By Brandi O. Brown, J.D.
It was notable that the employee was disciplined only once in the decade before she took leave because of a disability but was then disciplined four times and fired in the year following her return.
A federal district court in Kansas denied, in large part, a motion for summary judgment filed by Walmart in an ADA and FMLA lawsuit brought by a pharmacy manager with a bad back and hip who was disciplined and fired after taking medical leave. The employer’s actions before, during, and after the employee took leave for surgery painted a picture that created genuine issues of material fact. The employee was only disciplined once in the decade before she took leave, her new manager complained repeatedly while she was out on leave, and then he disciplined her repeatedly upon her return, culminating in her termination. One unexhausted discipline-related claim was dismissed and some accommodation-related claims were abandoned or withdrawn, but otherwise the employer’s motion to dismiss was denied (Howard v. Walmart, Inc., April 23, 2020, Vratil, K.).
Leave for surgery. Ten years after the employee became a pharmacy manager for a Walmart in Kansas she was scheduled for surgery because of problems with her back and hip. She had begun using a chair to alleviate back pain a few years before, but had been instructed by her supervisor in late 2016 to file a medical accommodation form documenting her need to use the chair. Around the same time that the employer received her accommodation form, the employee’s supervisor was replaced. Shortly thereafter her request for accommodation was granted (with the exception of a request for automated pharmacy window shutters). Three months later the employee began a leave of absence for surgery.
Frustrated supervisor. While she was on leave her new supervisor called and texted her multiple times to ask when she would return, asked her to come into the pharmacy to perform inventory duties, and made his anger and frustration about her failure to return known. When she returned at the end of her three month leave, he was hostile towards her, acted like she should be punished for taking leave, and frequently “chewed [her] out.” According to witnesses, he required things of the employee that he did not require from other pharmacists and he wrote her up for things for which he did not discipline the other pharmacists.
Discipline and termination. Within two weeks of her return he gave her a First Written Coaching, which she disputed on several grounds, but to no avail. He also refused to let her coach her own staff, even though their mistakes were counted against her in the disciplinary coaching. That month he also denied her request to modify the schedule so that she would not be scheduled with back to back 12.5 hour shifts after consecutive days of work. She received a second coaching in February, a third in March, and in early July she was fired after a fourth disciplinary event. She disputed each of the disciplinary actions.
The employee filed a charge with the EEOC and subsequently filed suit against her employer, alleging that it had discriminated against her on the basis of her disability, failed to make reasonable accommodations, and retaliated against her for requesting accommodations and for taking medical leave. After discovery the employer filed a motion for summary judgment. With respect to the first disciplinary event, the court agreed with the employer that it had not been properly exhausted, as a discrete claim, so it granted the motion in regards to that claim.
Discrimination claims. However, as to the remaining disability discrimination claim under the ADA—based on the second and third disciplinary coachings, and the employee’s discharge—the court found they should proceed. Although the employer argued that temporal proximity between its discovery of the employee’s disability and the alleged adverse actions were not sufficient to sustain her claim, the court explained that the employee was not relying solely on that proximity.
Even while she was on leave her supervisor called and texted her several times and her coworkers told her that he was angry and frustrated with her. When she returned, moreover, she was confronted with “increased oversight, heavier scrutiny, and general hostility.” She was disciplined repeatedly in the months that followed, even though in the ten years preceding her disability she had only ever been disciplined one time. Those same considerations led the court to conclude that a reasonable jury could also find that the employer’s given reasons for its actions were pretext for disability discrimination.
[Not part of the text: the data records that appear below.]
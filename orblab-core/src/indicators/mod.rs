//! Incremental per-bar indicator cells.
//!
//! Each cell owns a bounded amount of state (ring buffers sized from the
//! lookback config) and is updated exactly once per bar by the event loop.
//! Playbooks and factor evaluation receive the cells by read-only view.

pub mod adx;
pub mod atr;
pub mod initial_balance;
pub mod opening_range;
pub mod rel_volume;
pub mod vwap;

pub use adx::{Adx, AdxState};
pub use atr::{true_range, Atr};
pub use initial_balance::InitialBalance;
pub use opening_range::OpeningRange;
pub use rel_volume::{RelVolume, RelVolumeState};
pub use vwap::SessionVwap;
//! Regime labels from the (external) classifier.
//!
//! The engine never clusters; it consumes a `bar → RegimeLabel` function.
//! When the classifier is disabled a constant label stands in, which keeps
//! the orchestrator path fully deterministic.

use crate::domain::Bar;
use serde::{Deserialize, Serialize};

#[derive(Debug, Clone, Copy, PartialEq, Eq, Serialize, Deserialize)]
#[serde(rename_all = "snake_case")]
pub enum Regime {
    Trend,
    Range,
    Volatile,
    Transitional,
}

/// A regime call plus the classifier's confidence in it.
#[derive(Debug, Clone, Copy, PartialEq, Serialize, Deserialize)]
pub struct RegimeLabel {
    pub regime: Regime,
    /// Classifier confidence in [0, 1]; scales position size.
    pub clarity: f64,
}

impl RegimeLabel {
    pub fn new(regime: Regime, clarity: f64) -> Self {
        Self {
            regime,
            clarity: clarity.clamp(0.0, 1.0),
        }
    }
}

impl Default for RegimeLabel {
    fn default() -> Self {
        Self {
            regime: Regime::Range,
            clarity: 1.0,
        }
    }
}

/// Per-bar regime source.
pub trait RegimeProvider {
    fn classify(&self, bar: &Bar) -> RegimeLabel;
}

/// Disabled-classifier stand-in: the same label every bar.
#[derive(Debug, Clone)]
pub struct ConstantRegime(pub RegimeLabel);

impl ConstantRegime {
    pub fn range() -> Self {
        Self(RegimeLabel::default())
    }
}

impl RegimeProvider for ConstantRegime {
    fn classify(&self, _bar: &Bar) -> RegimeLabel {
        self.0
    }
}
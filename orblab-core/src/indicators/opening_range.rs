//! Opening Range builder.
//!
//! Mutable until finalized: bars inside [start, start + duration) extend the
//! running envelope; the first bar at or beyond the boundary finalizes it.
//! Finalization happens before that bar's signal logic runs. The validity
//! decision (width against ATR) is one-shot and permanent.

use crate::domain::Bar;
use chrono::{DateTime, Duration, Utc};

#[derive(Debug, Clone)]
pub struct OpeningRange {
    start_ts: DateTime<Utc>,
    duration: Duration,
    high: f64,
    low: f64,
    bars_seen: usize,
    finalized: bool,
    finalized_ts: Option<DateTime<Utc>>,
    valid: bool,
    width: f64,
}

impl OpeningRange {
    pub fn new(start_ts: DateTime<Utc>, duration_minutes: u32) -> Self {
        Self {
            start_ts,
            duration: Duration::minutes(duration_minutes as i64),
            high: f64::NEG_INFINITY,
            low: f64::INFINITY,
            bars_seen: 0,
            finalized: false,
            finalized_ts: None,
            valid: false,
            width: 0.0,
        }
    }

    pub fn duration_minutes(&self) -> i64 {
        self.duration.num_minutes()
    }

    /// Extend the envelope if the bar falls inside the window.
    pub fn update(&mut self, bar: &Bar) {
        if self.finalized {
            return;
        }
        if bar.ts >= self.start_ts && bar.ts < self.start_ts + self.duration {
            self.high = self.high.max(bar.high);
            self.low = self.low.min(bar.low);
            self.bars_seen += 1;
        }
    }

    /// Finalize once `ts` reaches the window boundary. Returns true on the
    /// transition bar.
    ///
    /// `validity` is `(min_atr_mult, max_atr_mult)` when the width filter is
    /// enabled. A window that saw no bars (data gap) finalizes invalid with
    /// zero width. When the filter is on but no ATR is available yet, the
    /// width check cannot be evaluated and passes.
    pub fn finalize_if_due(
        &mut self,
        ts: DateTime<Utc>,
        atr: Option<f64>,
        validity: Option<(f64, f64)>,
    ) -> bool {
        if self.finalized || ts < self.start_ts + self.duration {
            return false;
        }
        self.finalized = true;
        self.finalized_ts = Some(ts);

        if self.bars_seen == 0 {
            self.width = 0.0;
            self.valid = false;
            return true;
        }

        self.width = self.high - self.low;
        self.valid = match (validity, atr) {
            (Some((min_mult, max_mult)), Some(atr)) => {
                self.width >= min_mult * atr && self.width <= max_mult * atr
            }
            _ => true,
        };
        true
    }

    pub fn is_finalized(&self) -> bool {
        self.finalized
    }

    pub fn finalized_ts(&self) -> Option<DateTime<Utc>> {
        self.finalized_ts
    }

    pub fn is_valid(&self) -> bool {
        self.valid
    }

    /// Finalized with a usable width: the only state that emits signals.
    pub fn is_ready(&self) -> bool {
        self.finalized && self.valid
    }

    pub fn high(&self) -> f64 {
        self.high
    }

    pub fn low(&self) -> f64 {
        self.low
    }

    pub fn width(&self) -> f64 {
        self.width
    }

    pub fn midpoint(&self) -> f64 {
        (self.high + self.low) / 2.0
    }

    pub fn upper_trigger(&self, buffer: f64) -> f64 {
        self.high + buffer
    }

    pub fn lower_trigger(&self, buffer: f64) -> f64 {
        self.low - buffer
    }
}

#[cfg(test)]
mod tests {
    use super::*;
    use chrono::TimeZone;

    fn ts(min: i64) -> DateTime<Utc> {
        Utc.with_ymd_and_hms(2024, 1, 2, 14, 30, 0).unwrap() + Duration::minutes(min)
    }

    fn make_bar(min: i64, high: f64, low: f64) -> Bar {
        Bar {
            ts: ts(min),
            open: (high + low) / 2.0,
            high,
            low,
            close: (high + low) / 2.0,
            volume: 1000,
        }
    }

    #[test]
    fn envelope_extends_inside_window() {
        let mut or = OpeningRange::new(ts(0), 15);
        for i in 0..15 {
            or.update(&make_bar(i, 100.0 + i as f64 * 0.02, 99.8));
        }
        assert!(!or.is_finalized());
        assert!((or.high() - 100.28).abs() < 1e-9);
        assert_eq!(or.low(), 99.8);
    }

    #[test]
    fn finalizes_at_boundary_bar() {
        let mut or = OpeningRange::new(ts(0), 15);
        for i in 0..15 {
            or.update(&make_bar(i, 100.5, 100.0));
        }
        assert!(!or.finalize_if_due(ts(14), None, None));
        assert!(or.finalize_if_due(ts(15), None, None));
        assert!(or.is_finalized());
        assert!(or.is_valid());
        assert!((or.width() - 0.5).abs() < 1e-12);
        // Second call is not a transition
        assert!(!or.finalize_if_due(ts(16), None, None));
    }

    #[test]
    fn bars_after_boundary_do_not_extend() {
        let mut or = OpeningRange::new(ts(0), 15);
        or.update(&make_bar(0, 100.5, 100.0));
        or.finalize_if_due(ts(15), None, None);
        or.update(&make_bar(16, 105.0, 99.0));
        assert_eq!(or.high(), 100.5);
        assert_eq!(or.low(), 100.0);
    }

    #[test]
    fn width_filter_rejects_narrow_and_wide() {
        // ATR 1.0, validity [0.25, 1.75]
        let mut narrow = OpeningRange::new(ts(0), 15);
        narrow.update(&make_bar(0, 100.1, 100.0));
        narrow.finalize_if_due(ts(15), Some(1.0), Some((0.25, 1.75)));
        assert!(!narrow.is_valid());

        let mut wide = OpeningRange::new(ts(0), 15);
        wide.update(&make_bar(0, 102.0, 100.0));
        wide.finalize_if_due(ts(15), Some(1.0), Some((0.25, 1.75)));
        assert!(!wide.is_valid());

        let mut ok = OpeningRange::new(ts(0), 15);
        ok.update(&make_bar(0, 100.5, 100.0));
        ok.finalize_if_due(ts(15), Some(1.0), Some((0.25, 1.75)));
        assert!(ok.is_valid());
    }

    #[test]
    fn gap_session_finalizes_invalid() {
        let mut or = OpeningRange::new(ts(0), 15);
        // No bars inside the window at all
        assert!(or.finalize_if_due(ts(20), Some(1.0), Some((0.25, 1.75))));
        assert!(or.is_finalized());
        assert!(!or.is_valid());
        assert_eq!(or.width(), 0.0);
    }

    #[test]
    fn triggers_offset_by_buffer() {
        let mut or = OpeningRange::new(ts(0), 15);
        or.update(&make_bar(0, 100.5, 100.0));
        or.finalize_if_due(ts(15), None, None);
        assert!((or.upper_trigger(0.05) - 100.55).abs() < 1e-12);
        assert!((or.lower_trigger(0.05) - 99.95).abs() < 1e-12);
        assert!((or.midpoint() - 100.25).abs() < 1e-12);
    }
}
Failure to accommodate. Although the employee abandoned her accommodation claim related to the automated shutters, she persisted with her accommodations claim based on the employer’s refusal to change the back-to-back 12.5 hour shifts in the schedule. In fact, the court concluded, the record revealed a genuine issue of material fact with respect to whether the employer engaged in a good-faith interactive process in order to identify a reasonable accommodation in that regard. Instead, the supervisor immediately rejected her request and told her the new schedule was “what we’re working with.” The employer also did not establish, as a matter of law, that the employee’s requested change was unreasonable or unnecessary.
Retaliation under ADA and FMLA. The record also created a genuine issue of material fact, the court explained, with regard to whether the employee’s accommodation requests (as claimed under the ADA) and her leave (as claimed under the FMLA) caused the adverse employment actions taken by the employer and whether the reasons given were pretextual. Again, the evidence of an about-face in the employee’s treatment was key. The employer received the employee’s first request for accommodation in February, she took three months of leave starting in June, during which the supervisor complained, called, and texted, and then when she returned she was met with increased and heavier scrutiny and oversight and overall hostility. She submitted another accommodation request in the month she returned. Two weeks after returning from leave she was disciplined, followed again in February and March and leading to her discharge in July.